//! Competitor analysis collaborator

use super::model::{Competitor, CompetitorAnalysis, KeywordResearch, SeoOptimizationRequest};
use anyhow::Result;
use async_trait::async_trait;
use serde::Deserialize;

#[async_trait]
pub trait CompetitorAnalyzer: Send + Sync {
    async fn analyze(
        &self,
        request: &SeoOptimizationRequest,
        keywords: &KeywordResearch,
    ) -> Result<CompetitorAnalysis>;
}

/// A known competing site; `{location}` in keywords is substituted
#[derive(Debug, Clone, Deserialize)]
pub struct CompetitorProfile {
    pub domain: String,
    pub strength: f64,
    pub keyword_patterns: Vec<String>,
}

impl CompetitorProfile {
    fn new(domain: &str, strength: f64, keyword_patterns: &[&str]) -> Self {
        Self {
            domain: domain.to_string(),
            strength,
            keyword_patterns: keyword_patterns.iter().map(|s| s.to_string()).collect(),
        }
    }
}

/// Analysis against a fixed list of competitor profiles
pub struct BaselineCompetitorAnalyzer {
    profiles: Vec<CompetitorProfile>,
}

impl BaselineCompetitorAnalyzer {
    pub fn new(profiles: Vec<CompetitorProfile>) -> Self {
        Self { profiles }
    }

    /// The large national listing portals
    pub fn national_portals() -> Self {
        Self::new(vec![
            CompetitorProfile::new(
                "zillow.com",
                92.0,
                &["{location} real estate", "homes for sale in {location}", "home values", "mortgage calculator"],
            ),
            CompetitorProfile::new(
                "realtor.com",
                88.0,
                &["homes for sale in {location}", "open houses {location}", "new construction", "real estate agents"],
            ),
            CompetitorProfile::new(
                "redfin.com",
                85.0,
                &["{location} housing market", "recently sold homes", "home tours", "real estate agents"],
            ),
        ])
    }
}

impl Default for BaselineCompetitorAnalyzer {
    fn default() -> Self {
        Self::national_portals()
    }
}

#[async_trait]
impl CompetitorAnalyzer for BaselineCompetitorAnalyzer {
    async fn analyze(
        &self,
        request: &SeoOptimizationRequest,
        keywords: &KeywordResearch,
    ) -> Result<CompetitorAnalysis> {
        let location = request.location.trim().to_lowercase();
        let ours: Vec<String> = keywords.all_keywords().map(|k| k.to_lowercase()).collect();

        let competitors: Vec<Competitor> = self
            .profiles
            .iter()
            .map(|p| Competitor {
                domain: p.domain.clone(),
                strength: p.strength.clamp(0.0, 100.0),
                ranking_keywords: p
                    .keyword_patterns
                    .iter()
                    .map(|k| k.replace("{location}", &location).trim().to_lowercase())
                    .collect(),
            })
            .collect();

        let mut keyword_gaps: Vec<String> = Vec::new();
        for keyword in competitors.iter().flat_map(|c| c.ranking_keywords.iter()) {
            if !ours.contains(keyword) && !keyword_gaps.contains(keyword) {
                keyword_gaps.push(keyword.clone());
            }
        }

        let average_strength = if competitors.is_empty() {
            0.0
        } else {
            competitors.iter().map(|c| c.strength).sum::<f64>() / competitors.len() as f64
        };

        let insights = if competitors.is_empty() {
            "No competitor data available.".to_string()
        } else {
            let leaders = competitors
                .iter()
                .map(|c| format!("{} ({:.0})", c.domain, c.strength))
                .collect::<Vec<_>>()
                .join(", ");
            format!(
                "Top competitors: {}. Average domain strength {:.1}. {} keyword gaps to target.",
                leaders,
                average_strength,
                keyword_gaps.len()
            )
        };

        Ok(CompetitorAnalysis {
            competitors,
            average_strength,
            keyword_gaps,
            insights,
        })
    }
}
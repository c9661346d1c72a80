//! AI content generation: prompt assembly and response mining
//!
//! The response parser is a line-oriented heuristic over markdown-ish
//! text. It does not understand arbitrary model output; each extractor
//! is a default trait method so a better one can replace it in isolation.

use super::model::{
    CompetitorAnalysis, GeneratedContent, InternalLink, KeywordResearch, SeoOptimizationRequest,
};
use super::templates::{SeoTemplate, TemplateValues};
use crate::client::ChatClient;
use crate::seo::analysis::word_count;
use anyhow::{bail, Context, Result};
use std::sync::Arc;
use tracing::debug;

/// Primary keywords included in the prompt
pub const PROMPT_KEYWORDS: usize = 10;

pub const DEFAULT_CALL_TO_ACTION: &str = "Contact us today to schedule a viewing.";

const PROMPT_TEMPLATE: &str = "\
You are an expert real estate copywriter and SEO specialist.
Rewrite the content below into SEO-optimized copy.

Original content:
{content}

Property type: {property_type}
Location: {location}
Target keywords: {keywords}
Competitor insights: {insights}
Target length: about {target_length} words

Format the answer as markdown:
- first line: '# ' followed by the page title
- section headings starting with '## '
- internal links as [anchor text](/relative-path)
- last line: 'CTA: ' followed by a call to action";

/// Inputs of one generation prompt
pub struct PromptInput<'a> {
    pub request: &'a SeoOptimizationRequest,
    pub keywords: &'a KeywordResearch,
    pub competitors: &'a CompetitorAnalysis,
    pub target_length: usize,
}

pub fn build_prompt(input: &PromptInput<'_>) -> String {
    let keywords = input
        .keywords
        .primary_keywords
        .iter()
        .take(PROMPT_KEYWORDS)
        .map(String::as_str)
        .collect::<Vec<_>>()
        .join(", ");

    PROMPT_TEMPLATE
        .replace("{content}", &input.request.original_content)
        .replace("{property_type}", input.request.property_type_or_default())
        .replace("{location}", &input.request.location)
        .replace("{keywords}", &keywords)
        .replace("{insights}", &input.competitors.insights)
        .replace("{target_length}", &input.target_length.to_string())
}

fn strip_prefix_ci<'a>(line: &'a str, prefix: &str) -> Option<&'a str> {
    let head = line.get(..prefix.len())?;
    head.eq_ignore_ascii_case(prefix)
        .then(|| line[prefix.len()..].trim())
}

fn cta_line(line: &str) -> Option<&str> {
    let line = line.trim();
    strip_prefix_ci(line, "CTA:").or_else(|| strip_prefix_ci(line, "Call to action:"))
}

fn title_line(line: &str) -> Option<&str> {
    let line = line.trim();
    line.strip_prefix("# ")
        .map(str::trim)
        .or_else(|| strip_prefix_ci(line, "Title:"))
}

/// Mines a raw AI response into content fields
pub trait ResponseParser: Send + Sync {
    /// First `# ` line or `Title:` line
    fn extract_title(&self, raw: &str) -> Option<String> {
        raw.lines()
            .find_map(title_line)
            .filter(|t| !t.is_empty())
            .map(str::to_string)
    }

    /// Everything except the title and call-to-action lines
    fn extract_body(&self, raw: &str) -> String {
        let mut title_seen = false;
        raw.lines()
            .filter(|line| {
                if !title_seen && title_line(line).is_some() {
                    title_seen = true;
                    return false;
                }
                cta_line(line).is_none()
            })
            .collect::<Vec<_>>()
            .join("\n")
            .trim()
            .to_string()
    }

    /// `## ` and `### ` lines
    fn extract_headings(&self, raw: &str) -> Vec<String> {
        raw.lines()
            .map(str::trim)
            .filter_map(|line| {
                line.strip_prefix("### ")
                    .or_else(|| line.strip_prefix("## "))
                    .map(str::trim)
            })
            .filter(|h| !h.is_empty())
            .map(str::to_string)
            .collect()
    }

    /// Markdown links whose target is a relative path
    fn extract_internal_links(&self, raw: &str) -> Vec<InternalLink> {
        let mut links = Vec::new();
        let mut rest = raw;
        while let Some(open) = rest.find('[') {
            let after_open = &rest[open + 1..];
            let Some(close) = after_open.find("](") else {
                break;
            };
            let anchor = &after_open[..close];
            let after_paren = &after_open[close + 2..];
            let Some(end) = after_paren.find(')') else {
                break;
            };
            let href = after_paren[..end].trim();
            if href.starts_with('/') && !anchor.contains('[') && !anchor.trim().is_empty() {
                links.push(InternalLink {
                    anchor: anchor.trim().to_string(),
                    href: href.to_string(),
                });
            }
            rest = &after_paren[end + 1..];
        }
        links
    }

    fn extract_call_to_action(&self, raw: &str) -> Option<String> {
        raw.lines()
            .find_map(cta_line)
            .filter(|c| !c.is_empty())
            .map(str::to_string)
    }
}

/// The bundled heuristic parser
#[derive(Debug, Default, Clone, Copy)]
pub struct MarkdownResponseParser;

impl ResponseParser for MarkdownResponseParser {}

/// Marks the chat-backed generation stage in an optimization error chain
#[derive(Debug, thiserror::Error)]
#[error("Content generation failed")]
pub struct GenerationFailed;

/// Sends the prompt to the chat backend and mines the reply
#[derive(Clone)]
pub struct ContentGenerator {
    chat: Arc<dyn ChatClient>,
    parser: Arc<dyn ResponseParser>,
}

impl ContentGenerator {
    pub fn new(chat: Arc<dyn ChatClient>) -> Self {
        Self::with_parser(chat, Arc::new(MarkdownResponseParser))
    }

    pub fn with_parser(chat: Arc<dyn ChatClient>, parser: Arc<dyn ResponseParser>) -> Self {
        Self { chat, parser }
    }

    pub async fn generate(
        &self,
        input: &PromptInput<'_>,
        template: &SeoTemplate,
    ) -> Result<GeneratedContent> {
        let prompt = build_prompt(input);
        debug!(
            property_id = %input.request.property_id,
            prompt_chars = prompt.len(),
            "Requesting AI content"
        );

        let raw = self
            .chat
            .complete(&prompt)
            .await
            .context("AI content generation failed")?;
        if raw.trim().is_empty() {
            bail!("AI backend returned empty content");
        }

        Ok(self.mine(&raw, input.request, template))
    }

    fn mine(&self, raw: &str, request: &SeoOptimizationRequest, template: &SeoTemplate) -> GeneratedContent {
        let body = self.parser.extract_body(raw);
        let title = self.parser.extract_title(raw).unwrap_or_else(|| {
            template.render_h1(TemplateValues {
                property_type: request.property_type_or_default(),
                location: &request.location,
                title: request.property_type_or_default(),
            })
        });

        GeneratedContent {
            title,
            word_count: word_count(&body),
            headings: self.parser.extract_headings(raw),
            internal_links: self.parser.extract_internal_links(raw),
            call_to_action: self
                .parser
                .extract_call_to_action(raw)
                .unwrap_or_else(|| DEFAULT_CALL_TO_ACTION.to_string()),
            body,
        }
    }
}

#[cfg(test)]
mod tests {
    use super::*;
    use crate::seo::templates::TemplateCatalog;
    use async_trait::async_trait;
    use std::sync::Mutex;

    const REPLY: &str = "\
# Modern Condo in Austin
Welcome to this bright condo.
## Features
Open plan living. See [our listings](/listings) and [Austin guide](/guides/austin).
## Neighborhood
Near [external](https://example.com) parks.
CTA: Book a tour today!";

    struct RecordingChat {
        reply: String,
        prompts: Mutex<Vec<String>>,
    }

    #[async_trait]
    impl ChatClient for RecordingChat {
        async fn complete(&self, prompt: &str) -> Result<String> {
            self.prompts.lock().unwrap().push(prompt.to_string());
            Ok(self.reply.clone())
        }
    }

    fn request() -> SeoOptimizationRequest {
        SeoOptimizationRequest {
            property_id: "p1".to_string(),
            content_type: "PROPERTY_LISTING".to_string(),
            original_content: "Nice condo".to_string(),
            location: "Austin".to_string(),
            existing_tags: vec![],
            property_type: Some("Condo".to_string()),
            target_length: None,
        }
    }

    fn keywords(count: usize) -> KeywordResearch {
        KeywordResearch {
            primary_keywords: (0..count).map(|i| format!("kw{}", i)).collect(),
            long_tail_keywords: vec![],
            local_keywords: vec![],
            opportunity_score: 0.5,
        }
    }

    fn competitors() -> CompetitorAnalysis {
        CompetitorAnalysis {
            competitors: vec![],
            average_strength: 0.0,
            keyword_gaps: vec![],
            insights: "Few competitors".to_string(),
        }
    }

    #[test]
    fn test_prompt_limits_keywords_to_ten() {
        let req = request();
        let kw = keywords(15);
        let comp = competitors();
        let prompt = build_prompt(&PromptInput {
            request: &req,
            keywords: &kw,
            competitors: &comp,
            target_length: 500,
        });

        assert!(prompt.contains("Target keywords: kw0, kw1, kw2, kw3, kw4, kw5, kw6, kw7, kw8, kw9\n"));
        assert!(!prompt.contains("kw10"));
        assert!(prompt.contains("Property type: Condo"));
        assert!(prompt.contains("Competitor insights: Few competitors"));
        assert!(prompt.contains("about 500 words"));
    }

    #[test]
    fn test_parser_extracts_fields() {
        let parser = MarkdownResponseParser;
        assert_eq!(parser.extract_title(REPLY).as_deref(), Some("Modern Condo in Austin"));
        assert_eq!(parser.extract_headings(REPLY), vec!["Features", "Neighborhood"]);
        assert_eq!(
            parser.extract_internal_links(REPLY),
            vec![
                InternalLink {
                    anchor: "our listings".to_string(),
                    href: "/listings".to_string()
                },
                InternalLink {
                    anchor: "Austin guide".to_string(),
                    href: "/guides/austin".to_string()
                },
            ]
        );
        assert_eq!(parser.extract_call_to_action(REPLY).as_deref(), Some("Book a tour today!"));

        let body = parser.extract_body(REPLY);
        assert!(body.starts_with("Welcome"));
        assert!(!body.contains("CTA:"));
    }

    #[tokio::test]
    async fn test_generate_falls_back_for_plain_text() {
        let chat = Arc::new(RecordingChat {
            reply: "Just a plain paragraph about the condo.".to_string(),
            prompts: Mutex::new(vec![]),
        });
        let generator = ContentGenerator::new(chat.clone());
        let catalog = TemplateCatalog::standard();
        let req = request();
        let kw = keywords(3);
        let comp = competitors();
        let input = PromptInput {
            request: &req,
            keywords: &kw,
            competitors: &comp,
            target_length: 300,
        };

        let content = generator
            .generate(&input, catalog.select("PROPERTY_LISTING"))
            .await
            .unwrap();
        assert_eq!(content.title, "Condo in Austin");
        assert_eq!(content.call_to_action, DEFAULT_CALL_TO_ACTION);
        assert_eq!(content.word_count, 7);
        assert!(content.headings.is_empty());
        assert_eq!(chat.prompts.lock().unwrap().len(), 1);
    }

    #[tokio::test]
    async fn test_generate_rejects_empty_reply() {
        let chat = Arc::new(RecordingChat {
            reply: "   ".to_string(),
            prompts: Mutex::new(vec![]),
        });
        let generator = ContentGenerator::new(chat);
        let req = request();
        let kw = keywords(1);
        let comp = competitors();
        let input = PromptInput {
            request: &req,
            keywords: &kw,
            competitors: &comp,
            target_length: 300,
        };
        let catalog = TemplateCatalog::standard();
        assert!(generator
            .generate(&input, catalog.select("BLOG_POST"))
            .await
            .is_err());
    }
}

────────────────

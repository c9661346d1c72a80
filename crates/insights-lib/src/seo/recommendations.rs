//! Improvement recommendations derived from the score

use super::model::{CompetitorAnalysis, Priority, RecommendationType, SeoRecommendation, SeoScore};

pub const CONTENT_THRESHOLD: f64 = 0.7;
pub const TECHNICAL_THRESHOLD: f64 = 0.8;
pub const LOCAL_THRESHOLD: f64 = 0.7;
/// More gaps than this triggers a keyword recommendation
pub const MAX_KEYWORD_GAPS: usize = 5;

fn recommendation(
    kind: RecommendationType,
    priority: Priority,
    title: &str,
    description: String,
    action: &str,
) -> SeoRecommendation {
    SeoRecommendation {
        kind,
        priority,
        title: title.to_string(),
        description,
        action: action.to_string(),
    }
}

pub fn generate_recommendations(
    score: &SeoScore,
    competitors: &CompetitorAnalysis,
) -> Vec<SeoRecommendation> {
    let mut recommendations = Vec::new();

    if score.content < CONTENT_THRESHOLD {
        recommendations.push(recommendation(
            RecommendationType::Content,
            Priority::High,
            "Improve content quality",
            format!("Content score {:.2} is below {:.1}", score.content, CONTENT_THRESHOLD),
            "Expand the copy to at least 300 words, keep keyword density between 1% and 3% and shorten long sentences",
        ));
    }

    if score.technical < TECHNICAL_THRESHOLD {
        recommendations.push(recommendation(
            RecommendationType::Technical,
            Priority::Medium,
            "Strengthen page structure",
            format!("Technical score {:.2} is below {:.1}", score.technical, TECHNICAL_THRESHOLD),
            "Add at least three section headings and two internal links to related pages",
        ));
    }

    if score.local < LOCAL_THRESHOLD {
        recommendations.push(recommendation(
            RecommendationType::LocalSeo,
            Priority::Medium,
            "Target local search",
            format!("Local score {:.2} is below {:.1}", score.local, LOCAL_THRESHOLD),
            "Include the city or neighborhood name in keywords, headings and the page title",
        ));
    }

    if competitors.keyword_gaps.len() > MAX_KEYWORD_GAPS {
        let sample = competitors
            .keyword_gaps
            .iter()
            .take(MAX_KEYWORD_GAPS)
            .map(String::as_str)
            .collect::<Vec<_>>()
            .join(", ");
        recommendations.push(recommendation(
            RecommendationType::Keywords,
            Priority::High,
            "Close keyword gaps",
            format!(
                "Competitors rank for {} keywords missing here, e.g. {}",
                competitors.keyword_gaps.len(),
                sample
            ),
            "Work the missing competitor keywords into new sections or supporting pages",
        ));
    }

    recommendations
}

────────────────

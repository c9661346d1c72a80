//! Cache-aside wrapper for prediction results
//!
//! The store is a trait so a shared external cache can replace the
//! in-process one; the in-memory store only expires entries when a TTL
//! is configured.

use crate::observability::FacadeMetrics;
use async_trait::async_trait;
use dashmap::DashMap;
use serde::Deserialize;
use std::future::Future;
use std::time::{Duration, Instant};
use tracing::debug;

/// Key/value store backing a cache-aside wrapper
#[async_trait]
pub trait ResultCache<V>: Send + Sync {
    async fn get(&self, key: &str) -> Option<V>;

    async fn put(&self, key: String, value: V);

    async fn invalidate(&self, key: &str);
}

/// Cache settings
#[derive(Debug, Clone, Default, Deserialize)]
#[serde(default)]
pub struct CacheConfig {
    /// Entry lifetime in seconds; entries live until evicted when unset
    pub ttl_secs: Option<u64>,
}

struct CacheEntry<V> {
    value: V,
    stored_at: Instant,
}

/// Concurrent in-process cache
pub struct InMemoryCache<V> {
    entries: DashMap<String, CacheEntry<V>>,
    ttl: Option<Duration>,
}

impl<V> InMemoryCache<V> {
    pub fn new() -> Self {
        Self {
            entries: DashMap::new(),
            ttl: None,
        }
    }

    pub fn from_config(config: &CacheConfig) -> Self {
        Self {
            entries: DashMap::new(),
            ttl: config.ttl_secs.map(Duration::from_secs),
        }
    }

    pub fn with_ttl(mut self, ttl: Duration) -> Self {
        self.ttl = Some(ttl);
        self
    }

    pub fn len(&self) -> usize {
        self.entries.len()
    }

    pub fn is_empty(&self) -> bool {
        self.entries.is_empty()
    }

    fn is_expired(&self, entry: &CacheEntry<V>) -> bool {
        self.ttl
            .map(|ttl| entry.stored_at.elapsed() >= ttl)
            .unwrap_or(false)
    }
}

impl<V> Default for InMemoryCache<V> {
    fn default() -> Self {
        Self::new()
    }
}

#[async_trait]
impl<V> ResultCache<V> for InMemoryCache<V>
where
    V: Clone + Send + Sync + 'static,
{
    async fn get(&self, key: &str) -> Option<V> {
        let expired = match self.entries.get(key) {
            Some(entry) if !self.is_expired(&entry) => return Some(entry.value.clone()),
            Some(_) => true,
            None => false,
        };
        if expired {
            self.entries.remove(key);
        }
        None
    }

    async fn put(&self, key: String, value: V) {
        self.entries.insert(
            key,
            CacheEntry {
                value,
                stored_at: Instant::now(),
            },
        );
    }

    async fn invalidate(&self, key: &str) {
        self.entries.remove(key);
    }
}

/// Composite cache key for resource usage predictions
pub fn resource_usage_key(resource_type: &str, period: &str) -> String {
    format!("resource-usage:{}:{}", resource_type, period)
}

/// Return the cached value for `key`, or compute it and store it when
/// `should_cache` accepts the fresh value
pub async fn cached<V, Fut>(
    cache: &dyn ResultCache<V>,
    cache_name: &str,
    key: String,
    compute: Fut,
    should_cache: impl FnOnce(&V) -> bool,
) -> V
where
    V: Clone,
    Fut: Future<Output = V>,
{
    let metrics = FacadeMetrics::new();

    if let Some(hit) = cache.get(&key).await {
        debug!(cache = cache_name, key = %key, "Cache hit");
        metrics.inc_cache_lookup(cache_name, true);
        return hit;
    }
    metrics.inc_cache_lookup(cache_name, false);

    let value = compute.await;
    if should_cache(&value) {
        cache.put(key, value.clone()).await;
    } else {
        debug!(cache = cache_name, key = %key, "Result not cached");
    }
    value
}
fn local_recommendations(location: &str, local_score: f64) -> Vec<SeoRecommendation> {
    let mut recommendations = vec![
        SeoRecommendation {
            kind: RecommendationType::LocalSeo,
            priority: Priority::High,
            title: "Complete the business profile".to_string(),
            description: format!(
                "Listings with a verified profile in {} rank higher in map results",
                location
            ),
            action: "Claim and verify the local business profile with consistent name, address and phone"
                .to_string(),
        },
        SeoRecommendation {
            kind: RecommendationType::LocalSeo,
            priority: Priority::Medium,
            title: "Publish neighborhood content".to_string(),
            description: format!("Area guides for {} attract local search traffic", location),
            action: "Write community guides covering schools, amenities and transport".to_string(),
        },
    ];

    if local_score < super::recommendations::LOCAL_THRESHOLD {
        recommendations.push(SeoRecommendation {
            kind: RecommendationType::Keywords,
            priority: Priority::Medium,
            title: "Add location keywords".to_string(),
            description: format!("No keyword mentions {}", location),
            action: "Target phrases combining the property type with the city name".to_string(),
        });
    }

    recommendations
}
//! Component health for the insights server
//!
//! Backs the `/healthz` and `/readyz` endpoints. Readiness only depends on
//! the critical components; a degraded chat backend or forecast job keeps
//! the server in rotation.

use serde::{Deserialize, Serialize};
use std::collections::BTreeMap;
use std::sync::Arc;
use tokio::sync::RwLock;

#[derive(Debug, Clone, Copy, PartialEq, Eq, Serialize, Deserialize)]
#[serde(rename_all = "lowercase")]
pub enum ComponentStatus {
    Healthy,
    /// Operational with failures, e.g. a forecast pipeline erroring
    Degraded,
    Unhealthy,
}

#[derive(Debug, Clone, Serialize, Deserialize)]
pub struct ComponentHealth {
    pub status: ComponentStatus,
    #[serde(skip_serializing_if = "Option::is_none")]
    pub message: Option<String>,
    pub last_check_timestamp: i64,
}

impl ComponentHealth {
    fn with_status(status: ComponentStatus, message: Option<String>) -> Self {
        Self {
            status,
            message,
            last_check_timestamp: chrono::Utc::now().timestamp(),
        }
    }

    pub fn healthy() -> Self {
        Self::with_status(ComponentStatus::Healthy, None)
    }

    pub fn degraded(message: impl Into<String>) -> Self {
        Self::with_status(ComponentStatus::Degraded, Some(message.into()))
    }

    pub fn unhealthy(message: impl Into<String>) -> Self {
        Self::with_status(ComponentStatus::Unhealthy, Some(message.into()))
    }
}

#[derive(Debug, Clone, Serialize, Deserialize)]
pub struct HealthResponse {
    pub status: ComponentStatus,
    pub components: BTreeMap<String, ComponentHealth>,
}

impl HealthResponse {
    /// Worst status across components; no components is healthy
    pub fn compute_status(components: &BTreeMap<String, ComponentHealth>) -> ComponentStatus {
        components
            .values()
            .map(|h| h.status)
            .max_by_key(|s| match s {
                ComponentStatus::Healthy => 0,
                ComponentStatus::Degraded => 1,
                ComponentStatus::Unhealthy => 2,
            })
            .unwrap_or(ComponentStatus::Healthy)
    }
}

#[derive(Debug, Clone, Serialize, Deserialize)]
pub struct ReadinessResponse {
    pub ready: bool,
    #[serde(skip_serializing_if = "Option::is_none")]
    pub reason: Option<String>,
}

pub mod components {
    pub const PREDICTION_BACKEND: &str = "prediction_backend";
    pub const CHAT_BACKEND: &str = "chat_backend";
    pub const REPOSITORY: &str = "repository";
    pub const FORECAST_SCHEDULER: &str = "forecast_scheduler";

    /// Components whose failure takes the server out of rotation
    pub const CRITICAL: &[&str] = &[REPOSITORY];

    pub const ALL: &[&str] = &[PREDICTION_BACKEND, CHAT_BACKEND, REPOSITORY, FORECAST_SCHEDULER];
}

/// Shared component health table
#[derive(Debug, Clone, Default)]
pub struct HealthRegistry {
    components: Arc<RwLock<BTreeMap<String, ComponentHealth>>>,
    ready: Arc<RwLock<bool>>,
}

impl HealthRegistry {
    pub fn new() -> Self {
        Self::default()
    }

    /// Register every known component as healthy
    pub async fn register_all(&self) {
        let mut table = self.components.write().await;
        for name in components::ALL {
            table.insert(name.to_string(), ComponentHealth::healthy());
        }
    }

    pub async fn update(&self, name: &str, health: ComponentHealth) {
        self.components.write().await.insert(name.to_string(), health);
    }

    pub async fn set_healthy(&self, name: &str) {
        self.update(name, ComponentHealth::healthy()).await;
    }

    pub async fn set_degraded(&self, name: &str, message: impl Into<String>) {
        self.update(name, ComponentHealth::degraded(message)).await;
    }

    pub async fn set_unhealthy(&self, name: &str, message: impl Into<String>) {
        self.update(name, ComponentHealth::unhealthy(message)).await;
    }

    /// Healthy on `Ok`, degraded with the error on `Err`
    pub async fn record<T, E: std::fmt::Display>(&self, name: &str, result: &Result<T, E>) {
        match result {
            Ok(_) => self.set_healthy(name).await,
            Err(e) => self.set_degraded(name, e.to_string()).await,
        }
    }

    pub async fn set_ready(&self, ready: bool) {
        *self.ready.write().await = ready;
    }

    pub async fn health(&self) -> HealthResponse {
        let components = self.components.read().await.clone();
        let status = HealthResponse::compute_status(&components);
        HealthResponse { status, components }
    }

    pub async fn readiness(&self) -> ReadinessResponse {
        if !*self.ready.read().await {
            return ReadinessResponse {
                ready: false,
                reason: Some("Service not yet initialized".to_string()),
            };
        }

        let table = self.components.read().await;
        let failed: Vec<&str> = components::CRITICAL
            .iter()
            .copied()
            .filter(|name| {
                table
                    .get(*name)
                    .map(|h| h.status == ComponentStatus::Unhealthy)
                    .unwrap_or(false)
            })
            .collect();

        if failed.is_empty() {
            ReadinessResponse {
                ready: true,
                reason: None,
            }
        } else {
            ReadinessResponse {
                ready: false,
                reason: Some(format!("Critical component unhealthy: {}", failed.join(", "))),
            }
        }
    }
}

────────────────

Nothing but lines that contain "about" should appear in the answer. Copy each from the records.

EXERCISE RESPONSE:
Target length: about {target_length} words
        assert!(prompt.contains("about 500 words"));
            reply: "Just a plain paragraph about the condo.".to_string(),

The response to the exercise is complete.